Routing With Host /32 Interfaces
Symptom
This document describes a special case of routing involving interfaces that are configured as host /32 links.
- In the scenario below, the firewall has interface ethernet1/1 configured with the address 194.140.4.32/32.
- The firewall has a static default route to the next hop IP that is directly connected on its ethernet1/1 interface: 194.140.4.254.
- The same firewall has an IPsec tunnel to a remote peer 192.168.85.128.234.
admin@PA-440> show interface all
name id speed/duplex/state mac address
--------------------------------------------------------------------------------
ethernet1/1 16 1000/full/up 5c:58:e6:50:96:10
name id vsys zone forwarding tag address
------------------- ----- ---- ---------------- ------------------------ ------ ------------------
ethernet1/1 16 1 L3-Untrust vr:default2 0 194.140.4.32/32
admin@PA-440> show routing route
VIRTUAL ROUTER: default2 (id 2)
==========
destination nexthop metric flags age interface next-AS
0.0.0.0/0 194.140.4.254 10 A S ethernet1/1
194.140.4.32/32 0.0.0.0 0 A H
194.140.4.254/32 194.140.4.254 10 A S ethernet1/1
admin@PA-440> show vpn flow
id name state monitor local-ip peer-ip tunnel-i/f
-- -------------- ----- ------- -------- ------- ----------
1 IPsec1 active up 194.140.4.32 192.168.128.234 tunnel.1
- If the static default route is deleted and replaced with a static route to the destination IP of the remote peer with the same next hop IP, the tunnel goes down after a period of time:
admin@PA-440> show routing route
VIRTUAL ROUTER: default2 (id 2)
==========
destination nexthop metric flags age interface next-AS
192.168.128.234/32 194.140.4.254 10 A S ethernet1/1
194.140.4.32/32 0.0.0.0 0 A H
- As seen in the output below, tunnel monitor transitions to down state and the tunnel later goes into inactive state, indicating that there is no longer transport for IPsec:
admin@PA-440> show vpn flow
id name state monitor local-ip peer-ip tunnel-i/f
-- -------------- ----- ------- -------- ------- ----------
1 IPsec1 inactiv down 194.140.4.32 192.168.128.234 tunnel.1
Reinstating the static default route recovers the tunnel.
Environment
- All PAN-OS versions
- Static Routing
- VM-Series NGFW
- Hardware NGFW
- Layer 2 Forwarding
Cause
Because the host interface does not belong to a broadcast domain (unlike an interface with a lower subnet mask,) a match would have to exist in the routing table for the interesting target including the next hop address. In the scenario above since the static default route, which is a match for all destination IPs without a longer prefix match, has been removed from the routing table the host interface lacks information on how to forward to the next hop address - 194.140.4.254. This is required since the next hop is used for recursion to the destination address.

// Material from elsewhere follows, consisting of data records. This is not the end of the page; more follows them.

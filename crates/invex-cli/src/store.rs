//! JSON-file-backed invoice store.
//!
//! One document per store file, rewritten on each save. Enough for a
//! single-process CLI; a real deployment would swap in a database
//! behind the same trait.

use std::fs;
use std::path::{Path, PathBuf};

use parking_lot::Mutex;
use serde::{Deserialize, Serialize};
use tracing::debug;

use invex_core::error::StoreError;
use invex_core::models::invoice::Invoice;
use invex_core::store::{InvoiceStore, Result, VendorMatch};

#[derive(Debug, Default, Serialize, Deserialize)]
struct StoreFile {
    /// Invoices in insertion order.
    invoices: Vec<Invoice>,
}

/// File-backed store implementing the core save/lookup contract.
#[derive(Debug)]
pub struct JsonFileStore {
    path: PathBuf,
    vendor_match: VendorMatch,
    /// Serializes read-modify-write cycles on the store file.
    write_lock: Mutex<()>,
}

impl JsonFileStore {
    pub fn open(path: impl Into<PathBuf>, vendor_match: VendorMatch) -> Self {
        Self {
            path: path.into(),
            vendor_match,
            write_lock: Mutex::new(()),
        }
    }

    /// Default store location under the platform data directory.
    pub fn default_path() -> PathBuf {
        dirs::data_dir()
            .unwrap_or_else(|| PathBuf::from("."))
            .join("invex")
            .join("invoices.json")
    }

    fn load(&self) -> Result<StoreFile> {
        if !self.path.exists() {
            return Ok(StoreFile::default());
        }
        let content = fs::read_to_string(&self.path)
            .map_err(|e| StoreError::Backend(format!("read {}: {e}", self.path.display())))?;
        serde_json::from_str(&content)
            .map_err(|e| StoreError::Backend(format!("parse {}: {e}", self.path.display())))
    }

    fn persist(&self, file: &StoreFile) -> Result<()> {
        if let Some(parent) = self.path.parent() {
            fs::create_dir_all(parent)
                .map_err(|e| StoreError::Backend(format!("create {}: {e}", parent.display())))?;
        }
        let content = serde_json::to_string_pretty(file)
            .map_err(|e| StoreError::Backend(e.to_string()))?;
        fs::write(&self.path, content)
            .map_err(|e| StoreError::Backend(format!("write {}: {e}", self.path.display())))
    }
}

impl InvoiceStore for JsonFileStore {
    fn save(&self, invoice: Invoice) -> Result<String> {
        let _guard = self.write_lock.lock();
        let mut file = self.load()?;
        let id = invoice.id.clone();

        // Same identifier replaces the existing record in place.
        match file.invoices.iter_mut().find(|i| i.id == id) {
            Some(existing) => *existing = invoice,
            None => file.invoices.push(invoice),
        }

        self.persist(&file)?;
        debug!(%id, path = %self.path.display(), "invoice saved");
        Ok(id)
    }

    fn get_by_id(&self, id: &str) -> Result<Option<Invoice>> {
        Ok(self.load()?.invoices.into_iter().find(|i| i.id == id))
    }

    fn get_by_vendor(&self, vendor: &str) -> Result<Vec<Invoice>> {
        Ok(self
            .load()?
            .invoices
            .into_iter()
            .filter(|i| self.vendor_match.matches(&i.vendor, vendor))
            .collect())
    }
}

/// Open the store configured by the CLI flags.
pub fn open_store(path: Option<&Path>, vendor_match: VendorMatch) -> JsonFileStore {
    let path = path
        .map(Path::to_path_buf)
        .unwrap_or_else(JsonFileStore::default_path);
    JsonFileStore::open(path, vendor_match)
}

The problem is evident from the arp cache. Once the static default route is removed and arp entry times out, the firewall is unable to arp for the next hop. The arp entry briefly goes into incomplete and then ages out of the arp table. In other words, the firewall does not send ARP requests for 194.140.4.254 since it does not have a route to this address:
admin@PA-440> show arp ethernet1/1
interface ip address hw address port status ttl
--------------------------------------------------------------------------------
ethernet1/1 194.140.4.254 (incomplete) ethernet1/1 i 1
admin@PA-440> show arp ethernet1/1
interface ip address hw address port status ttl
--------------------------------------------------------------------------------
admin@Lab98-97-PA-440>This results in routing failure since the firewall cannot forward any packets to the next hop device.
Resolution
Configure a static route to next hop should restore routing functionality:
admin@PA-440> show routing route
VIRTUAL ROUTER: default2 (id 2)
==========
destination nexthop metric flags age interface next-AS
192.168.128.234/32 194.140.4.254 10 A S ethernet1/1
194.140.4.32/32 0.0.0.0 0 A H
194.140.4.254/32 194.140.4.254 10 A S ethernet1/1
total routes shown: 3admin@PA-440> show arp ethernet1/1
interface ip address hw address port status ttl
--------------------------------------------------------------------------------
ethernet1/1 194.140.4.254 a4:27:a5:24:4c:13 ethernet1/1 c 33admin@PA-440> show vpn flow 1
id name state monitor local-ip peer-ip tunnel-i/f
-- -------------- ----- ------- -------- ------- ----------
1 IPsec1 active up 194.140.4.32 192.168.128.234 tunnel.1
Additional Information
Depending on the environment and/or topology an alternative solution is to statically configure the ARP entry for the next hop on the host interface. This is not a scalable solution because if the network card on the next hop changes -- for example if that device is replaced, then the entry will need to be updated on the firewall. So for this option, administrative overhead will need to be accounted for.